Assignment ::
In the records below, locate the line containing "assert_eq!(err.kind(), EngineErrorKind::DepthExceeded);", then extract it and all following lines exactly, ending with the last line.

Dataset entries:
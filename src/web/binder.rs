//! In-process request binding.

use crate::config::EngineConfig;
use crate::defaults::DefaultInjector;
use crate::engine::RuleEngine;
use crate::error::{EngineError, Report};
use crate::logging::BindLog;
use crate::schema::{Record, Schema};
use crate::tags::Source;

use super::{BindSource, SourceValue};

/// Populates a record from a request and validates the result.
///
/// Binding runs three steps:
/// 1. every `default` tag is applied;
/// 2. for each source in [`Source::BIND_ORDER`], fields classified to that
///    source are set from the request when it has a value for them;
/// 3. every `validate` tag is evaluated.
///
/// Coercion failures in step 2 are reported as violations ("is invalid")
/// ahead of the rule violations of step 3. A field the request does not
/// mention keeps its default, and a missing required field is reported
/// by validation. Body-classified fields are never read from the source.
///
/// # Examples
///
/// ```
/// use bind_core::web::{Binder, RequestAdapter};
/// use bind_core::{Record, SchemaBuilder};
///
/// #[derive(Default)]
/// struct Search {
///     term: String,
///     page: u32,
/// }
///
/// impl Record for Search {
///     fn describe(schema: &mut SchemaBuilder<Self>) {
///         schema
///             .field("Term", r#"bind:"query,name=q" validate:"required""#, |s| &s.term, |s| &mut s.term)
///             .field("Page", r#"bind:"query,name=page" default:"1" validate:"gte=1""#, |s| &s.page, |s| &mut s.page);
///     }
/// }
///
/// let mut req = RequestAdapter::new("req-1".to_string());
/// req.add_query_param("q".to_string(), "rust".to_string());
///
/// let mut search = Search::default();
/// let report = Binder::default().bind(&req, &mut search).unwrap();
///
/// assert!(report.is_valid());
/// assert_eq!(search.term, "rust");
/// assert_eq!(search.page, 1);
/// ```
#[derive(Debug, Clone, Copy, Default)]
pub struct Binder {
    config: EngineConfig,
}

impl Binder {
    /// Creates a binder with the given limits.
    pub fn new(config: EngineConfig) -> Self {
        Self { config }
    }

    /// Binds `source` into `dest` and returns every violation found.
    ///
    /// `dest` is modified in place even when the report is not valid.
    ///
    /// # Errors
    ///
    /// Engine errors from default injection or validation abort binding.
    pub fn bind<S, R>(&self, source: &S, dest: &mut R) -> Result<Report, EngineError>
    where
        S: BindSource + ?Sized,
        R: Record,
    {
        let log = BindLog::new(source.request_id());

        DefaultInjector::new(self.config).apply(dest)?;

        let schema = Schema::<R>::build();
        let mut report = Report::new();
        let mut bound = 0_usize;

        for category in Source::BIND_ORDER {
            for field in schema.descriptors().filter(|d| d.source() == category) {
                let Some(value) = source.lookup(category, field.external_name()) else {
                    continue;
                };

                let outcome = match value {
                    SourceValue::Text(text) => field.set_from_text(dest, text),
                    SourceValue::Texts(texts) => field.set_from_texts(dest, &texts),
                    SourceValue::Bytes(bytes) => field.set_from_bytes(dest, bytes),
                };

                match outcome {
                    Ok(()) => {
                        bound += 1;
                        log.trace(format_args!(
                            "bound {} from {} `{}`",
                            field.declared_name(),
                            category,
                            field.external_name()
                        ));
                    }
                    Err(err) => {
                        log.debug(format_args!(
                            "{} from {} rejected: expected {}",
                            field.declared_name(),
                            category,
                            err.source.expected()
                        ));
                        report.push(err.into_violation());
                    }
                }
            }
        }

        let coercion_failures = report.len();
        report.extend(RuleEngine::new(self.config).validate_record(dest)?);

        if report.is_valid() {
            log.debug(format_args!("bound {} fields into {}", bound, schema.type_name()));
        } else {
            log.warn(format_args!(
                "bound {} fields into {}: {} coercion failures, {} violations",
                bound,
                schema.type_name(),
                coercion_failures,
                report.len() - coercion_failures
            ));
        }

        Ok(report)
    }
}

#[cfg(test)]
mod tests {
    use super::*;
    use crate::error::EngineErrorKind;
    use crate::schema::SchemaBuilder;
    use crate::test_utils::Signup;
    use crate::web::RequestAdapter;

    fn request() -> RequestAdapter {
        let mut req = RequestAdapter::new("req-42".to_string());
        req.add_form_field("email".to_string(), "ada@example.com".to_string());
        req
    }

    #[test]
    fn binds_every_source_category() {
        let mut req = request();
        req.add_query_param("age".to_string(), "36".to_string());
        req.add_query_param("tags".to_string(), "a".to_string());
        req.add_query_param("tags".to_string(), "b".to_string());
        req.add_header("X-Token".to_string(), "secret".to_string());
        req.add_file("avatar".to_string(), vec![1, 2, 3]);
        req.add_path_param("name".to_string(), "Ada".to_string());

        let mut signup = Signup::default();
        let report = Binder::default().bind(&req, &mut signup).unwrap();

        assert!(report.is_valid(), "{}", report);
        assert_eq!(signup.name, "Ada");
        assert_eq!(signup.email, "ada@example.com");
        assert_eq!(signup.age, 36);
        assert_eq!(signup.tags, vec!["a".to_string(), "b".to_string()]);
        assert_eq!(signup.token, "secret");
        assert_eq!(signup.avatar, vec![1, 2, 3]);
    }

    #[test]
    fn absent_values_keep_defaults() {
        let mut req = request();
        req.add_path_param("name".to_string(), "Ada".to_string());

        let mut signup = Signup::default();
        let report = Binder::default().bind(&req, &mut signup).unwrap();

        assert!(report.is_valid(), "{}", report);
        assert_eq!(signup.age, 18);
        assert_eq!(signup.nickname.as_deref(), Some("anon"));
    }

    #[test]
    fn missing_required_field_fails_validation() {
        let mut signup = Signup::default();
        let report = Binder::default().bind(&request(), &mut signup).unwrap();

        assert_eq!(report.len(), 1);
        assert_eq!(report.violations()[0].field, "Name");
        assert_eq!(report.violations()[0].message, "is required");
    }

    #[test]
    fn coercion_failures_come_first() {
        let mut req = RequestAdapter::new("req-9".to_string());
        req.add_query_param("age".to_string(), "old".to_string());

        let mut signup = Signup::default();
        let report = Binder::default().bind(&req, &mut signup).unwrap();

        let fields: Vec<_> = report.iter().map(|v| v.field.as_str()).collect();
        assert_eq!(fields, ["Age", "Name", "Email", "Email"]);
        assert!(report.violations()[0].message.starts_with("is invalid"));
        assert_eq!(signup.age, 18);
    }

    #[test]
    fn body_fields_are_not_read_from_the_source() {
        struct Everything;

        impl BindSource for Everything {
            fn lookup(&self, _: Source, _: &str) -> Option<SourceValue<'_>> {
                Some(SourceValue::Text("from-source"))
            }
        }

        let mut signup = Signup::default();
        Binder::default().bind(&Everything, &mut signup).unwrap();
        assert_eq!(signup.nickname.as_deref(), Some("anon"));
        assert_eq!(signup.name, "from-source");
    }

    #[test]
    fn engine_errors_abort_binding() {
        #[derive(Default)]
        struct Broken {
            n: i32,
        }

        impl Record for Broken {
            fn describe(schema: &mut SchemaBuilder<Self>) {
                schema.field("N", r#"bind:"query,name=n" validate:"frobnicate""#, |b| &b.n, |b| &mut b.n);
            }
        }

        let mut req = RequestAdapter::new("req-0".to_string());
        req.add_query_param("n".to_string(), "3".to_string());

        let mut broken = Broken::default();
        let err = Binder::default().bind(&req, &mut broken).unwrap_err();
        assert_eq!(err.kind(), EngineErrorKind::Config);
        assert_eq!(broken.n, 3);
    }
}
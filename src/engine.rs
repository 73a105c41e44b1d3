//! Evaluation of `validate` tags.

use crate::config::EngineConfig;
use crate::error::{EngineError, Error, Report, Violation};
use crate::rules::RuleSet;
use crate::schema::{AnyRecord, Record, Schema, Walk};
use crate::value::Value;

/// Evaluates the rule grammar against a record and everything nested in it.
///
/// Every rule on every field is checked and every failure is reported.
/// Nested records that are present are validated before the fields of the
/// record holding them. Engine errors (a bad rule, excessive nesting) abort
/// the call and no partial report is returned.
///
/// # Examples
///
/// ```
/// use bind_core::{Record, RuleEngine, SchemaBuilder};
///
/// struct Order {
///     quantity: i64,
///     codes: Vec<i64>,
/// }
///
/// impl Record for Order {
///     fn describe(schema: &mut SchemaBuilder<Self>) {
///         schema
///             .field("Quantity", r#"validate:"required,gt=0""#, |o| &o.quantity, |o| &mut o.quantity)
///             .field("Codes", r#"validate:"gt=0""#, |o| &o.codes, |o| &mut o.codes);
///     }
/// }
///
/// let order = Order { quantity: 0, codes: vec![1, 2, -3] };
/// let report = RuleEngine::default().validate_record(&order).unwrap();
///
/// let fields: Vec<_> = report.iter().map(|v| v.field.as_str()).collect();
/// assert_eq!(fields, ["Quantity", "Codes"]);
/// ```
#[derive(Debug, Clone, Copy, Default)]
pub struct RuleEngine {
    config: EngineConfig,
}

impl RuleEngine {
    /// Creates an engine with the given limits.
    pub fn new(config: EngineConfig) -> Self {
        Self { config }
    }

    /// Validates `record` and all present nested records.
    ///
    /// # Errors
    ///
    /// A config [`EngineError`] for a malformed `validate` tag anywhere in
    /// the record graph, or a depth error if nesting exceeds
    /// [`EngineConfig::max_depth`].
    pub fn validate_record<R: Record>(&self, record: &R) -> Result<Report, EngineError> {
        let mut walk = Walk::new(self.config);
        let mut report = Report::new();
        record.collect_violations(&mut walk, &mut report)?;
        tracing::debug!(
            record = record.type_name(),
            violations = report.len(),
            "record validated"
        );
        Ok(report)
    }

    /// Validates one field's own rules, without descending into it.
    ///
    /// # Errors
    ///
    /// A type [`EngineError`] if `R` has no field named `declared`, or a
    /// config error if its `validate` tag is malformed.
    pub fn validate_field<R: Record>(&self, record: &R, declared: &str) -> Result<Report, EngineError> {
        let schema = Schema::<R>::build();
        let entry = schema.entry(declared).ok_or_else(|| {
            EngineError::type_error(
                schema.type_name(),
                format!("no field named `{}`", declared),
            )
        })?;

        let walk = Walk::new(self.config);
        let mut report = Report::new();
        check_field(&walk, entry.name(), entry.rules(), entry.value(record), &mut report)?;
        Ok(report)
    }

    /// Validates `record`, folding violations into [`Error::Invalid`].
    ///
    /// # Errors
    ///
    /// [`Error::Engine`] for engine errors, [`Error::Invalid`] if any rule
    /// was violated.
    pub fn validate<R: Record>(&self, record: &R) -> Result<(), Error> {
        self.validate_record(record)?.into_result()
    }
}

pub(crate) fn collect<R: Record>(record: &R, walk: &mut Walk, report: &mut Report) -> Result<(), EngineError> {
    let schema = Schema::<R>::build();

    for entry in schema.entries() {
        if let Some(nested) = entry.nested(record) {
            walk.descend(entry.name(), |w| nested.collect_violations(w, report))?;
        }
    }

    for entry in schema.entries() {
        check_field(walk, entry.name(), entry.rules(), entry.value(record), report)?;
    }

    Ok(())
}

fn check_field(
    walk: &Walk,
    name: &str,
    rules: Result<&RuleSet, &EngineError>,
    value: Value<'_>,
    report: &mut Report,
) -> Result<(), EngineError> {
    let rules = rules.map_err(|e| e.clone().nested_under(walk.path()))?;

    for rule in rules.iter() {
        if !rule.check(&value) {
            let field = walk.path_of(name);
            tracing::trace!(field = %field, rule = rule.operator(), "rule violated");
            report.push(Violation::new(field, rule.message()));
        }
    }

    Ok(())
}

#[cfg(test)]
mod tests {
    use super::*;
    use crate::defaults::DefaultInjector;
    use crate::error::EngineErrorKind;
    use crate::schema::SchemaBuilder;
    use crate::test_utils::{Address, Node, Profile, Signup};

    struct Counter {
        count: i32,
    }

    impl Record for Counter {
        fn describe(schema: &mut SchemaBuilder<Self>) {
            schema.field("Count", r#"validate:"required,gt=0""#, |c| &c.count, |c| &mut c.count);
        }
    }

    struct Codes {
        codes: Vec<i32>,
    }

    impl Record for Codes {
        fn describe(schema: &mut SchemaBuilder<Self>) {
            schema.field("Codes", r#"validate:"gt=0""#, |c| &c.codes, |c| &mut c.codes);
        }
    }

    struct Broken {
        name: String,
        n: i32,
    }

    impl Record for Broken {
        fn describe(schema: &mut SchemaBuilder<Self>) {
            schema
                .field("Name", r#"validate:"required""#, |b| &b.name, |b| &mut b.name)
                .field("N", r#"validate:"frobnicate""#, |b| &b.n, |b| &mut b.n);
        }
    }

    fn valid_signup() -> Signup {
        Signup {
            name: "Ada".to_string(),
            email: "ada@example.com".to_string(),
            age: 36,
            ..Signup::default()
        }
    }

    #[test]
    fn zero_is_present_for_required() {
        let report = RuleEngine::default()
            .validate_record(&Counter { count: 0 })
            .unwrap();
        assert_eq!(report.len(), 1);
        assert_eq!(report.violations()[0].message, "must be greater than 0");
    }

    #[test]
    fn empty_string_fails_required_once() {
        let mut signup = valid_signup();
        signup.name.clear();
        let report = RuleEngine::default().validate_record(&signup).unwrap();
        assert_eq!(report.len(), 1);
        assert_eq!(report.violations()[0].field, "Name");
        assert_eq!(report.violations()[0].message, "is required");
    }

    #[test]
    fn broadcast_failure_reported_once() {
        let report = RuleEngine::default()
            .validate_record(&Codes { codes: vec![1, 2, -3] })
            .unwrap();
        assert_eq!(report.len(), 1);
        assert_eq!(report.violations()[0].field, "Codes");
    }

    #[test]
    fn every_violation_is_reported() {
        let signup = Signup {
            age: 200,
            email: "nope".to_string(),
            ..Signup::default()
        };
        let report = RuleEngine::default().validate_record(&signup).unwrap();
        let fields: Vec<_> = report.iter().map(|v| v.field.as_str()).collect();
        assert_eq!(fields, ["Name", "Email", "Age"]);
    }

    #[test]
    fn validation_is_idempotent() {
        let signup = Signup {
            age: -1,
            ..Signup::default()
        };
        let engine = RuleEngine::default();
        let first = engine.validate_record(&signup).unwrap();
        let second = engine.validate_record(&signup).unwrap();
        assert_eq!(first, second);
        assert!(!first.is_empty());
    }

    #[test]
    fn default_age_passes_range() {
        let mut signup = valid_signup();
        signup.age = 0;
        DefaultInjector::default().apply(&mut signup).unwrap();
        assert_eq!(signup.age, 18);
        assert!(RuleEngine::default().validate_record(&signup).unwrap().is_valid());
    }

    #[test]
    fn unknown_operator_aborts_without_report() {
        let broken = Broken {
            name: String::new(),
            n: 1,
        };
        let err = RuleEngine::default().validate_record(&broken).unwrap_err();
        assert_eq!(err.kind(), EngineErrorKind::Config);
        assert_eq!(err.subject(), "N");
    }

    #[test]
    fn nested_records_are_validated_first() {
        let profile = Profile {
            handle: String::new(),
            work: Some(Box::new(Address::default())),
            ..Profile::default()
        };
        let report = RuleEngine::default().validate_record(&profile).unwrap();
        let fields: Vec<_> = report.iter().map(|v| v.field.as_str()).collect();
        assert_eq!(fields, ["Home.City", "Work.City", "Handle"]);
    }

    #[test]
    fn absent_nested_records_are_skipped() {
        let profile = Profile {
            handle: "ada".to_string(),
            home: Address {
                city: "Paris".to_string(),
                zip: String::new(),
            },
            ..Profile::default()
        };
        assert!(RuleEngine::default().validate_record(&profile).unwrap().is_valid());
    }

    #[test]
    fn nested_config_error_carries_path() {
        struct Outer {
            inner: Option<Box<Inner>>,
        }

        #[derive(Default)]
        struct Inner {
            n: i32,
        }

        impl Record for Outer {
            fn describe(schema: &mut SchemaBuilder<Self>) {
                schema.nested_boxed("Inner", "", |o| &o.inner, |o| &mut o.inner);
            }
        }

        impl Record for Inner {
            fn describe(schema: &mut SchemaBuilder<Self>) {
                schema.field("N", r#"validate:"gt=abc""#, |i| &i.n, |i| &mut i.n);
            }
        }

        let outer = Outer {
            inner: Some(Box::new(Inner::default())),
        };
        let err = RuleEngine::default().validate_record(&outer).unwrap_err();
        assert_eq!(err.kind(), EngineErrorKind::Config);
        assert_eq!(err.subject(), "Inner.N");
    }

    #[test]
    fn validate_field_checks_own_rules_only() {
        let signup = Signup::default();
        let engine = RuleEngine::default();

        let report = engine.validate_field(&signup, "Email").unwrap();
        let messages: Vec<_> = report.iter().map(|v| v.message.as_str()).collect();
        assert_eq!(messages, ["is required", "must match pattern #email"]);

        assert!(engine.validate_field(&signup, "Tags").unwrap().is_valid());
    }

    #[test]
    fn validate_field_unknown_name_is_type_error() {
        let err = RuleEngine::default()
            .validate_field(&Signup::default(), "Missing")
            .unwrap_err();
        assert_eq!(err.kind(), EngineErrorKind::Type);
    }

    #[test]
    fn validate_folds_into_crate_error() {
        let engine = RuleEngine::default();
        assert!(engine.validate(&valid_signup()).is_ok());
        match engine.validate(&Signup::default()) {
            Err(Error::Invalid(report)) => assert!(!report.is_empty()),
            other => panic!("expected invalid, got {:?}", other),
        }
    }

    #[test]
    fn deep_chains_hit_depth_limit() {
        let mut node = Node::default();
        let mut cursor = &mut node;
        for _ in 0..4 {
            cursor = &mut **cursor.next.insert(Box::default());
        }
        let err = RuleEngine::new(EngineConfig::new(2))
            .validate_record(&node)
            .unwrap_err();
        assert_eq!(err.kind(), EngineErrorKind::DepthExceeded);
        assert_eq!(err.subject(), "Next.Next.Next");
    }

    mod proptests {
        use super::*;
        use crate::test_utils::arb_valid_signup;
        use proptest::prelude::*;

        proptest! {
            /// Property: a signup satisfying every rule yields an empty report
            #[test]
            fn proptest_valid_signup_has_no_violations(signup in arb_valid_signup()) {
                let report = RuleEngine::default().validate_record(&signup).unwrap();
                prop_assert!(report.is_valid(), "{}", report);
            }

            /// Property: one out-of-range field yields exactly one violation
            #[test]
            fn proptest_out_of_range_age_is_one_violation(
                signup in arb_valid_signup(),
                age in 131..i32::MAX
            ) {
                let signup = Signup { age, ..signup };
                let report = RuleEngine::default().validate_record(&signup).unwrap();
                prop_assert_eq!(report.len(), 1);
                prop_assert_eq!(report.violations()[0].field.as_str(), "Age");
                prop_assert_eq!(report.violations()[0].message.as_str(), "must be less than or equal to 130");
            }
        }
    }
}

Output of the task ::
        assert_eq!(err.kind(), EngineErrorKind::DepthExceeded);
        assert_eq!(err.subject(), "Next.Next.Next");
    }

    mod proptests {
        use super::*;
        use crate::test_utils::arb_valid_signup;
        use proptest::prelude::*;

        proptest! {
            /// Property: a signup satisfying every rule yields an empty report
            #[test]
            fn proptest_valid_signup_has_no_violations(signup in arb_valid_signup()) {
                let report = RuleEngine::default().validate_record(&signup).unwrap();
                prop_assert!(report.is_valid(), "{}", report);
            }

            /// Property: one out-of-range field yields exactly one violation
            #[test]
            fn proptest_out_of_range_age_is_one_violation(
                signup in arb_valid_signup(),
                age in 131..i32::MAX
            ) {
                let signup = Signup { age, ..signup };
                let report = RuleEngine::default().validate_record(&signup).unwrap();
                prop_assert_eq!(report.len(), 1);
                prop_assert_eq!(report.violations()[0].field.as_str(), "Age");
                prop_assert_eq!(report.violations()[0].message.as_str(), "must be less than or equal to 130");
            }
        }
    }
}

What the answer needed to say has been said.